Breakfast is sweet when you layer up this fragrant and flavorful dish that’s both rustic and elegant. Using cinnamon bread is a bit of a cheat, as you get the flavor of cinnamon without having to add another ingredient to the mix. The warm maple-sage syrup brings it all to a whole new level.
Hands-on Time: 15 min.
Total Time: 1 hr. 10 min.
Serves: 12 | Difficulty: Easy
- 1 loaf (1 lb.) cinnamon bread, sliced
- 3 cups Kroger 2% or Whole Milk
- 6 large eggs
- 4 cups blackberries, divided
- ¼ cup sugar, divided
- ¼ cup sliced almonds, divided
- ¾ cup pure maple syrup
- 4 fresh sage leaves
- 1 Tbsp. vanilla extract
- Heat oven to 350°F. Spray a 13”x9” baking pan with cooking spray.
- Lay bread slices out on large baking sheets on the counter to dry 10 minutes.
- In a large bowl, whisk together milk and eggs.
- In prepared pan, arrange 1 layer bread slices to cover bottom. Sprinkle with 2 cups blackberries, 2 tablespoons sugar and 2 tablespoons almonds. Cover with another layer bread, then top with 1 cup blackberries and remaining 2 tablespoons each sugar and almonds. Pour egg mixture over all, pressing bread down to submerge slices. Refrigerate up to overnight or immediately proceed to step 5.
- Bake 40-45 minutes until knife inserted in center of French toast bake comes out clean.

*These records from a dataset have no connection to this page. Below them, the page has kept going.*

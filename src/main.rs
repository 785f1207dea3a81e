use std::path::PathBuf;
use std::sync::Arc;

use clap::Parser;
use log::{error, info, warn};
use macroquad::prelude::*;
use ::rand::SeedableRng;
use ::rand::rngs::StdRng;
use tokio::runtime::Runtime;

use temporal_life::{
    Algorithm, Camera, CellState, Config, EvolutionDriver, EvolutionHandle, GameOfLifeAlgorithm,
    TemporalGameOfLifeState, input::{self, Command, PanDrag}, presets, rendering,
    serialization::{self, DeserializationResult},
    ui::{self, Dropdown, PanelAction},
};

#[derive(Parser)]
#[command(name = "temporal-life")]
#[command(version)]
#[command(about = "Conway's Game of Life evolving in real time, with HashLife")]
struct Cli {
    /// Pattern file to load (.cells, .lif, .life or .rle)
    pattern_file: Option<PathBuf>,

    /// Configuration file
    #[arg(short, long, default_value = "config.yaml")]
    config: PathBuf,

    /// Step algorithm (naive, naive-parallel, hashlife)
    #[arg(short, long)]
    algorithm: Option<Algorithm>,

    /// Built-in pattern to start from when no file is given
    #[arg(short, long, default_value = "Gosper Glider Gun")]
    pattern: String,

    /// Where the save key writes the current pattern
    #[arg(short, long, default_value = "saved.rle")]
    output: PathBuf,

    /// Start evolving immediately
    #[arg(long)]
    run: bool,
}

fn main() -> Result<(), Box<dyn std::error::Error>> {
    env_logger::Builder::from_env(env_logger::Env::default().default_filter_or("info")).init();

    let cli = Cli::parse();
    let mut config = if cli.config.exists() {
        info!("Loading config from: {}", cli.config.display());
        Config::from_file(&cli.config)?
    } else {
        info!("Using default configuration");
        Config::default()
    };
    if let Some(algorithm) = cli.algorithm {
        config.evolution.algorithm = algorithm;
    }

    let initial = load_pattern(&cli)?;
    let state = TemporalGameOfLifeState::with_settings(
        initial,
        config.evolution.generations_per_step,
        config.evolution.target_steps_per_second,
    )?;

    let conf = Conf {
        window_title: "Temporal Life".to_owned(),
        window_width: config.viewer.window_width,
        window_height: config.viewer.window_height,
        window_resizable: true,
        ..Default::default()
    };
    let runtime = tokio::runtime::Builder::new_multi_thread().enable_time().build()?;
    let run = cli.run;
    let output = cli.output;
    macroquad::Window::from_config(conf, async move {
        let viewer = Viewer::new(&runtime, config, state, output);
        viewer.state.set_is_running(run);
        viewer.run().await;
    });
    Ok(())
}

fn load_pattern(cli: &Cli) -> Result<CellState, Box<dyn std::error::Error>> {
    let Some(path) = &cli.pattern_file else {
        let pattern = presets::by_name(&cli.pattern)
            .ok_or_else(|| format!("unknown built-in pattern: {}", cli.pattern))?;
        info!("Starting from {}", pattern.name);
        return Ok(pattern.cell_state());
    };

    match serialization::read_file(path)? {
        DeserializationResult::Successful { cell_state, warnings } => {
            for warning in &warnings {
                warn!("{}: {warning}", path.display());
            }
            info!("Loaded {} alive cells from {}", cell_state.population(), path.display());
            Ok(cell_state)
        }
        DeserializationResult::Unsuccessful { errors, .. } => {
            for message in &errors {
                error!("{}: {message}", path.display());
            }
            Err(format!("could not read {}", path.display()).into())
        }
    }
}

struct Viewer<'rt> {
    runtime: &'rt Runtime,
    config: Config,
    state: TemporalGameOfLifeState,
    algorithm: Algorithm,
    stepper: Arc<dyn GameOfLifeAlgorithm>,
    driver: Option<EvolutionHandle>,
    camera: Camera,
    pan: PanDrag,
    rng: StdRng,
    output: PathBuf,
    algorithm_dropdown: Dropdown,
    pattern_dropdown: Dropdown,
    pending_pattern: Option<usize>,
}

impl<'rt> Viewer<'rt> {
    fn new(runtime: &'rt Runtime, config: Config, state: TemporalGameOfLifeState, output: PathBuf) -> Self {
        let algorithm = config.evolution.algorithm;
        let algorithms = Algorithm::all();
        let mut algorithm_dropdown = Dropdown::new(
            ui::panel_x() + 5.0,
            25.0,
            ui::PANEL_WIDTH - 10.0,
            "Algorithm",
            algorithms.iter().map(|a| a.name().to_string()).collect(),
        );
        algorithm_dropdown.set_selected(algorithms.iter().position(|a| *a == algorithm).unwrap_or(0));
        let pattern_dropdown = Dropdown::new(
            ui::panel_x() + 5.0,
            80.0,
            ui::PANEL_WIDTH - 10.0,
            "Place pattern",
            presets::all_patterns().iter().map(|p| p.name.to_string()).collect(),
        );

        let mut viewer = Self {
            runtime,
            stepper: algorithm.build(config.hashlife.max_cache_entries),
            config,
            state,
            algorithm,
            driver: None,
            camera: Camera::new(),
            pan: PanDrag::default(),
            rng: StdRng::from_os_rng(),
            output,
            algorithm_dropdown,
            pattern_dropdown,
            pending_pattern: None,
        };
        viewer.spawn_driver();
        viewer.frame_view();
        viewer
    }

    fn spawn_driver(&mut self) {
        if let Some(previous) = self.driver.take() {
            previous.cancel();
        }
        let _guard = self.runtime.enter();
        let driver = EvolutionDriver::new(Arc::clone(&self.stepper))
            .rate_window(self.config.evolution.rate_window);
        self.driver = Some(driver.spawn(self.state.clone()));
    }

    fn switch_algorithm(&mut self, algorithm: Algorithm) {
        info!("Switching to {algorithm}");
        self.algorithm = algorithm;
        self.stepper = algorithm.build(self.config.hashlife.max_cache_entries);
        self.spawn_driver();
    }

    /// A driver that ended on its own hit a step error; pause and start a fresh one
    fn check_driver(&mut self) {
        let finished = self.driver.as_ref().is_some_and(EvolutionHandle::is_finished);
        if !finished {
            return;
        }
        if let Some(handle) = self.driver.take() {
            self.runtime.spawn(async move {
                if let Err(err) = handle.join().await {
                    error!("Evolution stopped: {err}");
                }
            });
        }
        self.state.set_is_running(false);
        self.spawn_driver();
    }

    fn frame_view(&mut self) {
        match self.state.cell_state().bounding_box() {
            Some(bounds) => self.camera.frame(bounds, ui::grid_viewport(), self.config.viewer.cell_size),
            None => self.camera.reset(),
        }
    }

    fn execute(&mut self, command: Command) {
        match input::apply_setting(&self.state, command) {
            Ok(true) => return,
            Ok(false) => {}
            Err(err) => {
                warn!("{err}");
                return;
            }
        }
        match command {
            Command::Step => {
                if self.state.is_running() {
                    return;
                }
                if let Err(err) = self.state.step_with(self.stepper.as_ref()) {
                    error!("Step failed: {err}");
                }
            }
            Command::Clear => self.state.restart(CellState::empty()),
            Command::Randomize => {
                let (width, height) = ui::grid_viewport();
                let region = self.camera.visible_bounds(width, height, self.config.viewer.cell_size);
                let cells = CellState::random(region, self.config.viewer.random_density, &mut self.rng);
                self.state.restart(cells);
            }
            Command::FrameView => self.frame_view(),
            Command::CycleAlgorithm => {
                let next = self.algorithm.next();
                let index = Algorithm::all().iter().position(|a| *a == next).unwrap_or(0);
                self.algorithm_dropdown.set_selected(index);
                self.switch_algorithm(next);
            }
            Command::Save => match serialization::write_file(&self.output, &self.state.cell_state()) {
                Ok(()) => info!("Saved pattern to {}", self.output.display()),
                Err(err) => error!("{err}"),
            },
            _ => {}
        }
    }

    fn handle_widgets(&mut self, mouse_pos: (f32, f32)) {
        let px = ui::panel_x() + 5.0;
        self.algorithm_dropdown.set_position(px, 25.0);
        self.pattern_dropdown.set_position(px, 80.0);

        if let Some(picked) = self.algorithm_dropdown.update(mouse_pos) {
            match Algorithm::all().get(picked) {
                Some(&algorithm) if algorithm != self.algorithm => self.switch_algorithm(algorithm),
                _ => {}
            }
        }
        if self.algorithm_dropdown.is_open() {
            self.pattern_dropdown.close();
        }

        // Picking a pattern pauses and enters placement mode
        if let Some(picked) = self.pattern_dropdown.update(mouse_pos) {
            self.pending_pattern = Some(picked);
            self.state.set_is_running(false);
        }
        if self.pattern_dropdown.is_open() {
            self.algorithm_dropdown.close();
        }
    }

    fn place_pending_pattern(&mut self, mouse_pos: (f32, f32)) {
        let Some(index) = self.pending_pattern else {
            return;
        };
        if is_mouse_button_pressed(MouseButton::Right) || is_key_pressed(KeyCode::Escape) {
            self.pending_pattern = None;
            return;
        }
        let (width, _) = ui::grid_viewport();
        if is_mouse_button_pressed(MouseButton::Left) && mouse_pos.0 < width {
            if let Some(pattern) = presets::all_patterns().get(index) {
                let origin = rendering::preview_origin(pattern, &self.camera, mouse_pos, self.config.viewer.cell_size);
                match pattern.placed_at(origin) {
                    Some(placed) => self.state.update_cell_state(|cells| cells.union(&placed)),
                    None => warn!("{} does not fit at ({}, {})", pattern.name, origin.x, origin.y),
                }
            }
            self.pending_pattern = None;
        }
    }

    async fn run(mut self) {
        let patterns = presets::all_patterns();
        loop {
            let mouse_pos = mouse_position();
            let viewport = ui::grid_viewport();
            let cell_size = self.config.viewer.cell_size;
            let buttons = ui::create_buttons(150.0);

            self.check_driver();
            self.handle_widgets(mouse_pos);

            let mut commands = input::keyboard_commands();
            commands.extend(
                buttons
                    .iter()
                    .filter(|(_, button)| button.is_clicked(mouse_pos))
                    .map(|(action, _)| match action {
                        PanelAction::PlayPause => Command::ToggleRunning,
                        PanelAction::Step => Command::Step,
                        PanelAction::Clear => Command::Clear,
                        PanelAction::Randomize => Command::Randomize,
                        PanelAction::Frame => Command::FrameView,
                    }),
            );
            if self.pending_pattern.is_some() {
                self.place_pending_pattern(mouse_pos);
            } else {
                commands.extend(input::cell_click(&self.camera, mouse_pos, viewport, cell_size));
            }
            for command in commands {
                self.execute(command);
            }
            input::handle_zoom(&mut self.camera, mouse_pos);
            self.pan.update(&mut self.camera, mouse_pos);

            // One consistent snapshot per frame
            let snapshot = self.state.snapshot();
            clear_background(BLACK);
            rendering::draw_cells(&snapshot.cell_state, &self.camera, viewport, cell_size);
            if let Some(pattern) = self.pending_pattern.and_then(|i| patterns.get(i)) {
                if mouse_pos.0 < viewport.0 {
                    rendering::draw_pattern_preview(pattern, &self.camera, mouse_pos, cell_size);
                }
            }
            let widgets: Vec<_> = buttons.into_iter().map(|(_, button)| button).collect();
            rendering::draw_panel(
                &snapshot,
                self.algorithm.name(),
                &self.camera,
                &widgets,
                &[&self.algorithm_dropdown, &self.pattern_dropdown],
                mouse_pos,
            );

            next_frame().await;
        }
    }
}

- Meanwhile, in a small saucepan, combine remaining 1 cup blackberries, the maple syrup and sage; cook, stirring occasionally, 10 minutes until blackberries have softened and broken down. Stir in vanilla. Cook 1-2 minutes longer until heated through. Remove sage leaves and serve syrup alongside French toast bake.
- Refrigerate leftovers.
Per serving: Calories 230, Calories from Fat 50, Total Fat 6g (9% DV), Saturated Fat 2g (10% DV), Trans Fat 0g, Cholesterol 100mg (33% DV), Sodium 200mg (8% DV), Carbohydrates 36g (12% DV), Dietary Fiber 3g (12% DV), Sugars 24g, Protein 8g, Vitamin A 6%, Vitamin C 15%, Calcium 15%, Iron 10%.